It was late afternoon before Dr. Bird and Carnes dismounted from the special train which had carried them from Glasgow Junction to Mammoth Cave. They introduced themselves to the major commanding the guard battalion which had been ordered down to reinforce the single company which had borne the first brunt of the affair, and then interviewed the guards who had been routed by the unseen horror which was haunting the famous cave. Nothing was learned which differed in any great degree from the tale which Carnes had related to the doctor in Washington, except that the officer of the day who had investigated the last attack failed to entirely corroborate the smell of musk which had been reported by the other observers.
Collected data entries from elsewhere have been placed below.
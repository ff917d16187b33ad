//! Listing entries and scored candidates.

use std::fmt;

use serde::{Deserialize, Serialize};

/// Kind of filing a listing title refers to.
#[derive(Debug, Clone, Copy, PartialEq, Eq, Hash, Serialize, Deserialize)]
#[serde(rename_all = "UPPERCASE")]
pub enum DocType {
    Rhp,
    Drhp,
    Addendum,
    Corrigendum,
    Other,
}

impl DocType {
    /// Classify a raw listing title.
    ///
    /// Markers are checked in fixed priority, not in textual order:
    /// corrigendum, addendum, drhp, rhp. `drhp` must be tested before `rhp`
    /// since the latter is a substring of the former.
    pub fn classify(title_raw: &str) -> Self {
        let lower = title_raw.to_lowercase();
        if lower.contains("corrigendum") {
            Self::Corrigendum
        } else if lower.contains("addendum") {
            Self::Addendum
        } else if lower.contains("drhp") {
            Self::Drhp
        } else if lower.contains("rhp") {
            Self::Rhp
        } else {
            Self::Other
        }
    }

    /// Selection priority; higher is preferred.
    pub fn priority(self) -> u8 {
        match self {
            Self::Rhp => 3,
            Self::Drhp => 2,
            Self::Addendum | Self::Corrigendum => 1,
            Self::Other => 0,
        }
    }

    /// Only prospectus documents can be chosen.
    pub fn is_selectable(self) -> bool {
        matches!(self, Self::Rhp | Self::Drhp)
    }

    pub fn as_str(self) -> &'static str {
        match self {
            Self::Rhp => "RHP",
            Self::Drhp => "DRHP",
            Self::Addendum => "ADDENDUM",
            Self::Corrigendum => "CORRIGENDUM",
            Self::Other => "OTHER",
        }
    }
}

impl fmt::Display for DocType {
    fn fmt(&self, f: &mut fmt::Formatter<'_>) -> fmt::Result {
        f.write_str(self.as_str())
    }
}

/// One filing link found on a listing page.
#[derive(Debug, Clone, PartialEq, Eq, Serialize, Deserialize)]
pub struct ListingEntry {
    /// Visible link text, never empty
    pub title: String,

    /// Absolute URL of the filing page
    pub url: String,
}

/// A company name as typed and in comparable form.
#[derive(Debug, Clone, PartialEq, Eq)]
pub struct Query {
    pub raw: String,
    pub normalized: String,
}

/// A listing entry scored against the query.
#[derive(Debug, Clone, PartialEq, Serialize, Deserialize)]
pub struct Candidate {
    pub title_raw: String,
    pub title_normalized: String,
    pub url: String,
    pub doc_type: DocType,

    /// Similarity in `[0, 1]`, rounded to 4 decimals
    pub match_score: f64,
}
"It might have been musk, but to me it smelled differently," he said. "Were you ever near a rattlesnake den in the west?"

Dr. Bird nodded.

"Then you know the peculiar reptilian odor which such a place gives off. Well, this smell was somewhat similar, although not the same by any manner of means. It was musky all right, but it was more snake than musk to me. I rather like musk, but this smell gave me the horrors."

"Did you hear any noises?"

"None at all. The men describe some rather peculiar noises and Sergeant Jervis is an old file and pretty apt to get things straight, but they may have been made by the men who were in trouble. I saw a man caught by a boa in South America once, and the noises he made might very well have been described in almost the same words as Jervis used."

"Thanks, Lieutenant," replied the Doctor. "I'll remember what you have told me. Now I think that we'll go into the cave."

"My orders are to allow no one to enter, Doctor."

"I beg your pardon. Carnes, where is that letter from the Secretary of War?"

Carnes produced the document. The lieutenant examined it and excused himself. He returned in a few moments with the commanding officer.

"In the face of that letter, Dr. Bird," said the major, "I have no alternative to allowing you to enter the cave, but I will warn you that it is at your own peril. I'll give you an escort, if you wish."

"If Lieutenant Pearce will come with me as a guide, that will be all that I need."

The lieutenant paled slightly, but threw back his shoulders.

"Do you wish to start at once, sir?" he asked.

"In a few moments. What is the floor of the cave like where we are going?"

"Quite wet and slimy, sir."

"Very slippery?"

"Yes, sir."

"In that case before we go in we want to put on baseball shoes with cleats on them, so that we can run if we have to. Can you get us anything like that?"

"In a few moments, sir."

"Good! As soon as we can get them we'll start. In the meantime, may I look at that gun that was found?"

The Browning machine-gun was laid before the doctor. He looked it over critically and sniffed delicately at it. He took from his pocket a phial of liquid, moistened a portion of the water-jacket of the weapon, and then rubbed the moistened part briskly with his hand. He sniffed again. He looked disappointed, and again examined the gun closely.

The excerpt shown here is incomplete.